//! Engine facade.
//!
//! ```text
//! caller ──▶ InventoryEngine ──▶ coordinator / lifecycle / ledger / restock
//!                 │                        │
//!                 │                        └─▶ EngineStore::commit (atomic)
//!                 └─▶ after commit: EventBus::publish
//!                                     ├─ domain events (OrderReserved, ...)
//!                                     ├─ StockChanged per touched product
//!                                     └─ restock evaluation (inline or worker)
//! ```
//!
//! Nothing after the commit can undo it. Publish and evaluation failures are
//! logged and the committed result is still returned.

use chrono::Utc;
use tracing::{instrument, warn};

use stockflow_core::CustomerId;
use stockflow_events::EventBus;
use stockflow_inventory::{InventoryTransaction, ProductId, StockLevel, StockRecord};
use stockflow_purchasing::{RestockRequest, RestockRequestId};
use stockflow_sales::{LineItem, Order, OrderId, OrderReserved};

use crate::audit::{AuditTrail, Reconciliation};
use crate::config::EngineConfig;
use crate::coordinator::ReservationCoordinator;
use crate::error::EngineError;
use crate::ledger::{Committed, InventoryLedger};
use crate::lifecycle::{OrderStateMachine, Transition};
use crate::notifications::{EngineEvent, publish_all};
use crate::restock::{Evaluation, Fulfillment, RestockTrigger, RestockWorker};
use crate::retry::CommitPolicy;
use crate::store::EngineStore;
use crate::worker::WorkerHandle;

#[derive(Debug, Clone)]
pub struct InventoryEngine<S, B> {
    ledger: InventoryLedger<S>,
    coordinator: ReservationCoordinator<S>,
    orders: OrderStateMachine<S>,
    restock: RestockTrigger<S>,
    audit: AuditTrail<S>,
    bus: B,
    config: EngineConfig,
}

impl<S, B> InventoryEngine<S, B>
where
    S: EngineStore + Clone,
    B: EventBus<EngineEvent>,
{
    pub fn new(store: S, bus: B, config: EngineConfig) -> Self {
        let commit = CommitPolicy::from(&config);
        Self {
            ledger: InventoryLedger::new(store.clone(), commit),
            coordinator: ReservationCoordinator::new(store.clone(), commit),
            orders: OrderStateMachine::new(store.clone(), commit),
            restock: RestockTrigger::new(store.clone(), config.restock_policy, commit),
            audit: AuditTrail::new(store, config.audit_page_size),
            bus,
            config,
        }
    }

    pub fn ledger(&self) -> &InventoryLedger<S> {
        &self.ledger
    }

    pub fn audit(&self) -> &AuditTrail<S> {
        &self.audit
    }

    pub fn restock_trigger(&self) -> &RestockTrigger<S> {
        &self.restock
    }

    pub fn bus(&self) -> &B {
        &self.bus
    }

    pub fn config(&self) -> &EngineConfig {
        &self.config
    }

    // ---- catalog ----

    pub fn register_product(
        &self,
        product_id: ProductId,
        initial_quantity: i64,
        reorder_threshold: i64,
    ) -> Result<StockRecord, EngineError> {
        let committed = self
            .ledger
            .register_product(product_id, initial_quantity, reorder_threshold)?;
        let level = committed.value.level();
        self.after_commit(vec![], vec![(product_id, level)]);
        Ok(committed.value)
    }

    /// A new threshold can put a product below it without any stock moving,
    /// so this is followed by the same evaluation as a stock change.
    pub fn set_reorder_threshold(
        &self,
        product_id: ProductId,
        reorder_threshold: i64,
    ) -> Result<StockRecord, EngineError> {
        let record = self
            .ledger
            .set_reorder_threshold(product_id, reorder_threshold)?
            .value;
        self.after_commit(vec![], vec![(product_id, record.level())]);
        Ok(record)
    }

    pub fn deactivate_product(&self, product_id: ProductId) -> Result<StockRecord, EngineError> {
        Ok(self.ledger.deactivate_product(product_id)?.value)
    }

    pub fn reactivate_product(&self, product_id: ProductId) -> Result<StockRecord, EngineError> {
        let record = self.ledger.reactivate_product(product_id)?.value;
        self.after_commit(vec![], vec![(product_id, record.level())]);
        Ok(record)
    }

    // ---- raw ledger deltas ----

    pub fn reserve(
        &self,
        product_id: ProductId,
        quantity: i64,
        reference: Option<OrderId>,
    ) -> Result<InventoryTransaction, EngineError> {
        Ok(self.movement(self.ledger.reserve(product_id, quantity, reference)?))
    }

    pub fn release(
        &self,
        product_id: ProductId,
        quantity: i64,
        reference: Option<OrderId>,
    ) -> Result<InventoryTransaction, EngineError> {
        Ok(self.movement(self.ledger.release(product_id, quantity, reference)?))
    }

    pub fn dispatch(
        &self,
        product_id: ProductId,
        quantity: i64,
        reference: Option<OrderId>,
    ) -> Result<InventoryTransaction, EngineError> {
        Ok(self.movement(self.ledger.dispatch(product_id, quantity, reference)?))
    }

    pub fn restock(
        &self,
        product_id: ProductId,
        quantity: i64,
    ) -> Result<InventoryTransaction, EngineError> {
        Ok(self.movement(self.ledger.restock(product_id, quantity)?))
    }

    pub fn adjust(
        &self,
        product_id: ProductId,
        delta: i64,
    ) -> Result<InventoryTransaction, EngineError> {
        Ok(self.movement(self.ledger.adjust(product_id, delta)?))
    }

    fn movement(&self, committed: Committed<InventoryTransaction>) -> InventoryTransaction {
        self.after_commit(vec![], committed.latest_levels());
        committed.value
    }

    // ---- orders ----

    /// Reserve every line and create the order, all or nothing.
    pub fn place_order(
        &self,
        customer_id: CustomerId,
        lines: Vec<LineItem>,
    ) -> Result<Order, EngineError> {
        let committed = self.coordinator.place_order(customer_id, lines)?;
        let order = committed.value.clone();
        let reserved = EngineEvent::OrderReserved(OrderReserved {
            order_id: order.id_typed(),
            customer_id,
            lines: order.lines().to_vec(),
            occurred_at: order.created_at().unwrap_or_else(Utc::now),
        });
        self.after_commit(vec![reserved], committed.latest_levels());
        Ok(order)
    }

    pub fn dispatch_order(&self, order_id: OrderId) -> Result<Transition, EngineError> {
        Ok(self.transitioned(self.orders.dispatch(order_id)?))
    }

    pub fn cancel_order(&self, order_id: OrderId) -> Result<Transition, EngineError> {
        Ok(self.transitioned(self.orders.cancel(order_id)?))
    }

    pub fn deliver_order(&self, order_id: OrderId) -> Result<Transition, EngineError> {
        Ok(self.transitioned(self.orders.deliver(order_id)?))
    }

    pub fn return_order(&self, order_id: OrderId) -> Result<Transition, EngineError> {
        Ok(self.transitioned(self.orders.return_order(order_id)?))
    }

    fn transitioned(&self, committed: Committed<Transition>) -> Transition {
        let events = committed
            .value
            .event()
            .cloned()
            .map(EngineEvent::from)
            .into_iter()
            .collect();
        self.after_commit(events, committed.latest_levels());
        committed.value
    }

    pub fn order(&self, order_id: OrderId) -> Result<Order, EngineError> {
        self.orders.order(order_id)
    }

    // ---- restock ----

    /// Run restock evaluation for a product and publish what it found.
    pub fn evaluate_restock(&self, product_id: ProductId) -> Result<Evaluation, EngineError> {
        let evaluation = self.restock.evaluate(product_id)?;
        publish_all(&self.bus, evaluation.events());
        Ok(evaluation)
    }

    pub fn mark_restock_sent(
        &self,
        request_id: RestockRequestId,
    ) -> Result<RestockRequest, EngineError> {
        self.restock.mark_sent(request_id)
    }

    /// Record received goods, then re-evaluate the product.
    ///
    /// A repeated call for an already fulfilled request changes nothing and
    /// publishes nothing.
    #[instrument(skip(self), fields(request_id = %request_id), err)]
    pub fn fulfill_restock(
        &self,
        request_id: RestockRequestId,
        received_quantity: i64,
    ) -> Result<Fulfillment, EngineError> {
        let committed = self.restock.fulfill(request_id, received_quantity)?;
        let events = committed
            .value
            .event
            .clone()
            .map(EngineEvent::RestockFulfilled)
            .into_iter()
            .collect();
        self.after_commit(events, committed.latest_levels());
        Ok(committed.value)
    }

    pub fn restock_request(
        &self,
        request_id: RestockRequestId,
    ) -> Result<RestockRequest, EngineError> {
        self.restock.request(request_id)
    }

    pub fn open_restock_request(
        &self,
        product_id: ProductId,
    ) -> Result<Option<RestockRequest>, EngineError> {
        Ok(self.ledger.store().open_restock_request(product_id)?)
    }

    // ---- reads ----

    pub fn stock(&self, product_id: ProductId) -> Result<StockRecord, EngineError> {
        self.ledger.stock(product_id)
    }

    pub fn history(&self, product_id: ProductId) -> Result<Vec<InventoryTransaction>, EngineError> {
        self.audit.history(product_id)
    }

    pub fn reconcile(&self, product_id: ProductId) -> Result<Reconciliation, EngineError> {
        self.audit.reconcile(product_id)
    }

    pub fn reconcile_all(&self) -> Result<Vec<Reconciliation>, EngineError> {
        self.audit.reconcile_all()
    }

    /// Post-commit effects, in order: domain events, one `StockChanged` per
    /// touched product, then inline restock evaluation when enabled.
    fn after_commit(&self, events: Vec<EngineEvent>, levels: Vec<(ProductId, StockLevel)>) {
        let now = Utc::now();
        let changed = levels.iter().map(|(product_id, level)| EngineEvent::StockChanged {
            product_id: *product_id,
            level: *level,
            occurred_at: now,
        });
        publish_all(&self.bus, events.into_iter().chain(changed));

        if !self.config.inline_restock {
            return;
        }
        for (product_id, _) in levels {
            if let Err(err) = self.evaluate_restock(product_id) {
                warn!(product_id = %product_id, error = %err, "restock evaluation failed");
            }
        }
    }
}

impl<S, B> InventoryEngine<S, B>
where
    S: EngineStore + Clone + 'static,
    B: EventBus<EngineEvent> + Clone + 'static,
{
    /// Start a background worker that evaluates restock on every
    /// `StockChanged` published on this engine's bus.
    ///
    /// Meant for engines built with `inline_restock` disabled; with both
    /// enabled every change is evaluated twice, which is harmless but wasted.
    pub fn spawn_restock_worker(&self) -> WorkerHandle {
        RestockWorker::spawn(self.bus.clone(), self.restock.clone())
    }
}

#[cfg(test)]
mod tests {
    use super::*;
    use std::sync::Arc;
    use std::time::Duration;

    use stockflow_core::AggregateId;
    use stockflow_events::InMemoryEventBus;
    use stockflow_purchasing::RestockStatus;

    use crate::store::InMemoryEngineStore;

    type TestEngine = InventoryEngine<Arc<InMemoryEngineStore>, Arc<InMemoryEventBus<EngineEvent>>>;

    fn engine(config: EngineConfig) -> TestEngine {
        InventoryEngine::new(
            Arc::new(InMemoryEngineStore::new()),
            Arc::new(InMemoryEventBus::new()),
            config.with_retry_backoff(Duration::ZERO),
        )
    }

    fn product_id() -> ProductId {
        ProductId::new(AggregateId::new())
    }

    fn types(events: &[EngineEvent]) -> Vec<&'static str> {
        use stockflow_events::Event;
        events.iter().map(|e| e.event_type()).collect()
    }

    #[test]
    fn place_order_publishes_after_commit() {
        let engine = engine(EngineConfig::default());
        let p = product_id();
        engine.register_product(p, 10, 3).unwrap();
        let sub = engine.bus().subscribe();

        engine
            .place_order(CustomerId::new(), vec![LineItem::new(p, 8, 5)])
            .unwrap();

        assert_eq!(
            types(&sub.drain()),
            vec![
                "sales.order.reserved",
                "inventory.stock.changed",
                "inventory.stock.low",
                "purchasing.restock.requested",
            ]
        );
    }

    #[test]
    fn unchanged_transition_publishes_nothing() {
        let engine = engine(EngineConfig::default());
        let p = product_id();
        engine.register_product(p, 10, 0).unwrap();
        let order = engine
            .place_order(CustomerId::new(), vec![LineItem::new(p, 1, 5)])
            .unwrap();
        engine.dispatch_order(order.id_typed()).unwrap();

        let sub = engine.bus().subscribe();
        let again = engine.dispatch_order(order.id_typed()).unwrap();
        assert!(!again.is_applied());
        assert!(sub.drain().is_empty());
    }

    #[test]
    fn raising_threshold_triggers_restock() {
        let engine = engine(EngineConfig::default());
        let p = product_id();
        engine.register_product(p, 4, 0).unwrap();
        assert_eq!(engine.open_restock_request(p).unwrap(), None);

        engine.set_reorder_threshold(p, 5).unwrap();

        let request = engine.open_restock_request(p).unwrap().unwrap();
        // max(5 * 2 - 4, 1)
        assert_eq!(request.requested_quantity(), 6);
    }

    #[test]
    fn inline_restock_can_be_disabled() {
        let engine = engine(EngineConfig::default().with_inline_restock(false));
        let p = product_id();
        engine.register_product(p, 1, 5).unwrap();
        assert_eq!(engine.open_restock_request(p).unwrap(), None);

        let evaluation = engine.evaluate_restock(p).unwrap();
        assert!(evaluation.is_new_request());
    }

    #[test]
    fn fulfill_restock_closes_request_and_reevaluates() {
        let engine = engine(EngineConfig::default());
        let p = product_id();
        engine.register_product(p, 1, 5).unwrap();
        let request = engine.open_restock_request(p).unwrap().unwrap();

        let sub = engine.bus().subscribe();
        let fulfillment = engine.fulfill_restock(request.id_typed(), 20).unwrap();

        assert_eq!(fulfillment.request.status(), RestockStatus::Fulfilled);
        assert_eq!(engine.stock(p).unwrap().level().total, 21);
        assert_eq!(engine.open_restock_request(p).unwrap(), None);
        assert_eq!(
            types(&sub.drain()),
            vec!["purchasing.restock.fulfilled", "inventory.stock.changed"]
        );
    }
}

::::

▸ Your objective
Taking every line of the records in turn, count the ones holding "CustomerId", and state nothing but the number.

▸ Response
4